Partitions of Poland

Even more than the conquest of Ottoman territories, Catherine’s legacy has been marked by her participation in the dismemberment of Poland. For Poles, the German-born Russian empress represents a despised and much reviled figure. In his Books of the Polish Pilgrimage the national poet Adam Mickiewicz described her as ‘The most debauched of women, a shameless Venus proclaiming herself a pure virgin.’ Catherine did not initiate the actual partitions – that role belonged to King Frederick II (‘the Great’) of Prussia. But certainly Catherine did everything she could to contribute to the weakening of the Polish state which resulted in its ultimate demise in 1795. In the three partitions, Russia gained considerable territories in what is now Belarus, Ukraine and Lithuania.

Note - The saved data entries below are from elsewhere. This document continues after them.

//! Review, product and media records produced by the scrapers.

use chrono::{DateTime, Utc};
use serde::{Deserialize, Serialize};
use std::fmt;
use std::str::FromStr;

/// Compiled-in marketplaces the engine knows how to read.
#[derive(Debug, Clone, Copy, PartialEq, Eq, Hash, Serialize, Deserialize)]
#[serde(rename_all = "lowercase")]
pub enum SourceKind {
    Amazon,
    AliExpress,
}

impl SourceKind {
    pub const ALL: [SourceKind; 2] = [SourceKind::Amazon, SourceKind::AliExpress];

    pub fn as_str(self) -> &'static str {
        match self {
            SourceKind::Amazon => "amazon",
            SourceKind::AliExpress => "aliexpress",
        }
    }
}

impl fmt::Display for SourceKind {
    fn fmt(&self, f: &mut fmt::Formatter<'_>) -> fmt::Result {
        f.write_str(self.as_str())
    }
}

impl FromStr for SourceKind {
    type Err = String;

    fn from_str(s: &str) -> Result<Self, Self::Err> {
        match s.trim().to_ascii_lowercase().as_str() {
            "amazon" => Ok(SourceKind::Amazon),
            "aliexpress" => Ok(SourceKind::AliExpress),
            other => Err(format!("unknown review source '{other}'")),
        }
    }
}

/// Snapshot of a product page, produced once per `parse_product_url` call.
#[derive(Debug, Clone, PartialEq, Serialize, Deserialize)]
#[serde(rename_all = "camelCase")]
pub struct ParsedProductInfo {
    pub source: SourceKind,
    pub product_id: String,
    pub title: String,
    pub product_url: String,
    pub image_url: Option<String>,
    pub price: Option<f64>,
    pub average_rating: Option<f64>,
    pub total_reviews: Option<u32>,
}

impl ParsedProductInfo {
    /// Title used when neither the structured payload nor the markup yields one.
    pub const UNKNOWN_TITLE: &'static str = "Unknown Product";

    /// Record carrying only the identifying fields.
    pub fn identified(source: SourceKind, product_id: impl Into<String>, product_url: impl Into<String>) -> Self {
        Self {
            source,
            product_id: product_id.into(),
            title: Self::UNKNOWN_TITLE.to_string(),
            product_url: product_url.into(),
            image_url: None,
            price: None,
            average_rating: None,
            total_reviews: None,
        }
    }
}

#[derive(Debug, Clone, Copy, PartialEq, Eq, Serialize, Deserialize, Default)]
#[serde(rename_all = "lowercase")]
pub enum MediaType {
    #[default]
    Image,
    Video,
}

/// Media attached to a review. Only URLs are captured.
#[derive(Debug, Clone, PartialEq, Eq, Serialize, Deserialize)]
#[serde(rename_all = "camelCase")]
pub struct ScrapedReviewMedia {
    pub media_type: MediaType,
    pub url: String,
    pub thumbnail_url: Option<String>,
}

/// One harvested review, normalized and ready to hand to the consumer.
#[derive(Debug, Clone, PartialEq, Serialize, Deserialize)]
#[serde(rename_all = "camelCase")]
pub struct ScrapedReview {
    /// Source-native id, or a generated UUID when the source omits one.
    pub external_review_id: String,
    pub reviewer_name: String,
    /// Always within `1..=5`.
    pub rating: u8,
    pub title: Option<String>,
    pub body: Option<String>,
    pub review_date: DateTime<Utc>,
    pub is_verified_purchase: bool,
    pub media: Vec<ScrapedReviewMedia>,
    /// Set when the source rating could not be read and 5 was substituted.
    #[serde(default)]
    pub rating_defaulted: bool,
    /// Set when the source date could not be read and the scrape time was substituted.
    #[serde(default)]
    pub date_defaulted: bool,
}

impl ScrapedReview {
    pub fn has_media(&self) -> bool {
        !self.media.is_empty()
    }
}

#[cfg(test)]
mod tests {
    use super::*;

    #[test]
    fn test_source_kind_round_trips_through_str() {
        for kind in SourceKind::ALL {
            assert_eq!(kind.as_str().parse::<SourceKind>().unwrap(), kind);
        }
        assert!("ebay".parse::<SourceKind>().is_err());
        assert_eq!(" AliExpress ".parse::<SourceKind>().unwrap(), SourceKind::AliExpress);
    }

    #[test]
    fn test_identified_product_has_only_identity() {
        let info = ParsedProductInfo::identified(SourceKind::Amazon, "B000000001", "https://www.amazon.com/dp/B000000001");
        assert_eq!(info.title, ParsedProductInfo::UNKNOWN_TITLE);
        assert!(info.price.is_none());
        assert!(info.total_reviews.is_none());
    }

    #[test]
    fn test_review_serializes_camel_case() {
        let review = ScrapedReview {
            external_review_id: "R1".into(),
            reviewer_name: "Ann".into(),
            rating: 4,
            title: None,
            body: Some("ok".into()),
            review_date: Utc::now(),
            is_verified_purchase: true,
            media: vec![],
            rating_defaulted: false,
            date_defaulted: false,
        };
        let json = serde_json::to_value(&review).unwrap();
        assert_eq!(json["externalReviewId"], "R1");
        assert_eq!(json["isVerifiedPurchase"], true);
        assert!(!review.has_media());
    }
}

Unlike Prussia and Austria, Russia did not take over ethnically Polish territory in the partitions. However, in the vast eastern lands of the erstwhile Polish-Lithuanian Commonwealth, the nobility (szlachta to use the Polish term) was generally Polish by language and culture, and Catholic in religion. The peasantry was Lithuanian, Belarusian and Ukrainian by ethnicity, and Catholic, Orthodox or Uniate by religion. Thus, with the partitions, Russia took on not one, but several potential ‘national problems’, leaving aside for a moment the most troubling one of all: the Jewish question.